**TASK DETAILS**
Among the entries below, find each line holding "YYYY" and return it.

**RECORDS SUPPLIED**

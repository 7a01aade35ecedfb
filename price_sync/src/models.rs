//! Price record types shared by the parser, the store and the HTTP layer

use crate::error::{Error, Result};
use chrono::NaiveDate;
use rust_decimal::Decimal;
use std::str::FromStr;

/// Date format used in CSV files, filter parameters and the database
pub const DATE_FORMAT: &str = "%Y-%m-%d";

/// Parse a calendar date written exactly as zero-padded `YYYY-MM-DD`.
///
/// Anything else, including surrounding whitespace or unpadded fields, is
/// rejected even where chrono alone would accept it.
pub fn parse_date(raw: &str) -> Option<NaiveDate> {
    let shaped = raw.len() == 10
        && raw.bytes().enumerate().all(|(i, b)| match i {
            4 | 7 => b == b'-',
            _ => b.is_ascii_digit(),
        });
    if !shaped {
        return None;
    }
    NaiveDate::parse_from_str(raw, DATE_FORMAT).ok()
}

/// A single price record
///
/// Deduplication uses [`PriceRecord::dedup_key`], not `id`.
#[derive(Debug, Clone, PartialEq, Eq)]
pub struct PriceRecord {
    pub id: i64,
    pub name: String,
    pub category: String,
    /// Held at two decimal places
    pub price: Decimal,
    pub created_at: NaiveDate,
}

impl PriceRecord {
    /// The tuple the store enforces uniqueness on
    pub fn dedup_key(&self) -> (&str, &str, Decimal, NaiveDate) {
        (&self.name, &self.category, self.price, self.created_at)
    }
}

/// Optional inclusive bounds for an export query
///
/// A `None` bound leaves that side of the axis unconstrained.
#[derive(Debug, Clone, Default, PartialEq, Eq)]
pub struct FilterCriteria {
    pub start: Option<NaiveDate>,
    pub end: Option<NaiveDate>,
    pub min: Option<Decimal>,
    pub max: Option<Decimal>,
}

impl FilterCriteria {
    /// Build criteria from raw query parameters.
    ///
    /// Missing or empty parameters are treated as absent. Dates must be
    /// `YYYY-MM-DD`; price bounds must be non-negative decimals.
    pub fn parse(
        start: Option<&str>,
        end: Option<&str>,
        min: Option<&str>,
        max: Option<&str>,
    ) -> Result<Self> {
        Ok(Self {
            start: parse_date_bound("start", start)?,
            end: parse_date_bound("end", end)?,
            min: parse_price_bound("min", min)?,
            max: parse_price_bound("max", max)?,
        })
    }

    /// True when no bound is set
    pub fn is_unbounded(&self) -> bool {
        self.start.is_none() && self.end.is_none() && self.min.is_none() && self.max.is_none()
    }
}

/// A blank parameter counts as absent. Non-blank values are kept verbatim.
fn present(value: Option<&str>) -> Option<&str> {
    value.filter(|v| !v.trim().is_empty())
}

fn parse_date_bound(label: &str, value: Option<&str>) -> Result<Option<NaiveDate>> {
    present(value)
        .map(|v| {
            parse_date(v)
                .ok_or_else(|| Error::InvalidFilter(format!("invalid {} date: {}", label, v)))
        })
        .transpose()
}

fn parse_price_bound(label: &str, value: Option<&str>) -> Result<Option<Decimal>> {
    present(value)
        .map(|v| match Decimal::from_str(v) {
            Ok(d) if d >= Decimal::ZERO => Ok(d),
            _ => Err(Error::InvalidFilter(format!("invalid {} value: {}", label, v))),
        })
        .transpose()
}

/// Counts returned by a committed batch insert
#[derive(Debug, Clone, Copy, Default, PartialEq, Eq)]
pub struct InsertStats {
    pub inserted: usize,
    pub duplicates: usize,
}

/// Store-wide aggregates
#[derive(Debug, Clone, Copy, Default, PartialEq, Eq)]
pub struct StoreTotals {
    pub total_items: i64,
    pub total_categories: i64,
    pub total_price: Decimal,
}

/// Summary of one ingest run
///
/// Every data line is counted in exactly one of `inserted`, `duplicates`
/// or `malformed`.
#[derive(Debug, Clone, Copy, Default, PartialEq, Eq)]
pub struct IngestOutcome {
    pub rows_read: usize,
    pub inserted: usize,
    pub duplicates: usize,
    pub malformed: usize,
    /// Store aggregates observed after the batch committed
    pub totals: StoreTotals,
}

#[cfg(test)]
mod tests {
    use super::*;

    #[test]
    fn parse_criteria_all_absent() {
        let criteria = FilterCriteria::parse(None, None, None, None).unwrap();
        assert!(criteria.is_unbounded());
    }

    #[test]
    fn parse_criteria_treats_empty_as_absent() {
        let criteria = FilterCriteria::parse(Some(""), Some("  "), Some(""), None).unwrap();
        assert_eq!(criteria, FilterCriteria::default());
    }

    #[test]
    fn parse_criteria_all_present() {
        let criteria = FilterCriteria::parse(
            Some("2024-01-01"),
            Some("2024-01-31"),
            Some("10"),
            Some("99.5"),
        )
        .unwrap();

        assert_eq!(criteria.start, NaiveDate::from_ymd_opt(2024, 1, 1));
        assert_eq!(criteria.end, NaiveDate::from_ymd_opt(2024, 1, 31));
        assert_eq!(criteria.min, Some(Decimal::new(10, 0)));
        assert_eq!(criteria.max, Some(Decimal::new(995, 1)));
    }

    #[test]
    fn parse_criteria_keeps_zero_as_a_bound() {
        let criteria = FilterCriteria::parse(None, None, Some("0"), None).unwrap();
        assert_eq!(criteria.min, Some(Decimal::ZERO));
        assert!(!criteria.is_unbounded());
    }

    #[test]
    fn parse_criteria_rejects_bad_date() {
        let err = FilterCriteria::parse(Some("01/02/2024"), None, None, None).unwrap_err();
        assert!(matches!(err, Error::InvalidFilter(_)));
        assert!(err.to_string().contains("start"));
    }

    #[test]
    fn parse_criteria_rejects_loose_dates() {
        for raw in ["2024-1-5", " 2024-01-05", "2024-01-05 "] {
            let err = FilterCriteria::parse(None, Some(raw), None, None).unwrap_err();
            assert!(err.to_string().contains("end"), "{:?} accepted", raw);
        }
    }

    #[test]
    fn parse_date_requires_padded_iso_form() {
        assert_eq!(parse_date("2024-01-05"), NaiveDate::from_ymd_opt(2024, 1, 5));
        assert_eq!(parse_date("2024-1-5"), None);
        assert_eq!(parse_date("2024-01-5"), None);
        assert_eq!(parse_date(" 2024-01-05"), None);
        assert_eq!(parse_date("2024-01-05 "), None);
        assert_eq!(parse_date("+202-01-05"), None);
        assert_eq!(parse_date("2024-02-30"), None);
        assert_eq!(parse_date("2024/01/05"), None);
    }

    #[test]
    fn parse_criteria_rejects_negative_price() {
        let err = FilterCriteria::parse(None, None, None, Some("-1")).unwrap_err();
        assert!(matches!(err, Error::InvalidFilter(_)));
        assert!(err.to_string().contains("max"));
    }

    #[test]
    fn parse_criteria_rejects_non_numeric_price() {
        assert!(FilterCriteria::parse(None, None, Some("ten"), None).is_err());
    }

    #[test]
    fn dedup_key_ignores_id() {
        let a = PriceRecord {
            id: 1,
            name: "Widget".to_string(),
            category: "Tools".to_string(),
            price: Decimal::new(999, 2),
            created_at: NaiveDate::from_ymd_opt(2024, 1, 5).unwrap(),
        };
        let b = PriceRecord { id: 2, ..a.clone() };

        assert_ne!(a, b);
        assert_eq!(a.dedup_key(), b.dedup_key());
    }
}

...

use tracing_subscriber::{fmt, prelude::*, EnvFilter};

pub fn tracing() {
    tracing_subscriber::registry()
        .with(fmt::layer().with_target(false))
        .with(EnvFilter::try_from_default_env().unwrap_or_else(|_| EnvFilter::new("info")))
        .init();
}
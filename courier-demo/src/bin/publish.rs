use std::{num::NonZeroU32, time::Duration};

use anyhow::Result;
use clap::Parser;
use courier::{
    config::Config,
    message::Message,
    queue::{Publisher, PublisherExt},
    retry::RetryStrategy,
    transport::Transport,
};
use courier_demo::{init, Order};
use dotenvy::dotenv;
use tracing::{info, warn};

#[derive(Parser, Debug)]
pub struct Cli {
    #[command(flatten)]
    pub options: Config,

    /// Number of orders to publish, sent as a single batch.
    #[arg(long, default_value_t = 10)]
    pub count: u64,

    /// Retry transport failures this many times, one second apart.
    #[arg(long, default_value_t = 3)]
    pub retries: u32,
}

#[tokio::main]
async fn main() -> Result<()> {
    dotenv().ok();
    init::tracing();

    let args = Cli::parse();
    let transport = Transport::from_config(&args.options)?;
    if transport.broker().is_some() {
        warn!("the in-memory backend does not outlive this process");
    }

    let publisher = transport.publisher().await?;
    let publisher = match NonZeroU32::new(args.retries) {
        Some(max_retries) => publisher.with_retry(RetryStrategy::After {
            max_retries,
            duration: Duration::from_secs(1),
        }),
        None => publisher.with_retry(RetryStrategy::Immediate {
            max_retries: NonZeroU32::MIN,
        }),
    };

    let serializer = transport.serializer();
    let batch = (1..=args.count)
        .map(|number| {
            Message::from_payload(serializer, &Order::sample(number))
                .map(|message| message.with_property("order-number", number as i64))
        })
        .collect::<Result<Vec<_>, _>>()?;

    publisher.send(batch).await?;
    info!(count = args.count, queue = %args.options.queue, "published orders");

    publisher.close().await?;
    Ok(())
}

**EXERCISE RESULT**
/// Parse a calendar date written exactly as zero-padded `YYYY-MM-DD`.
    /// `YYYY-MM-DD`; price bounds must be non-negative decimals.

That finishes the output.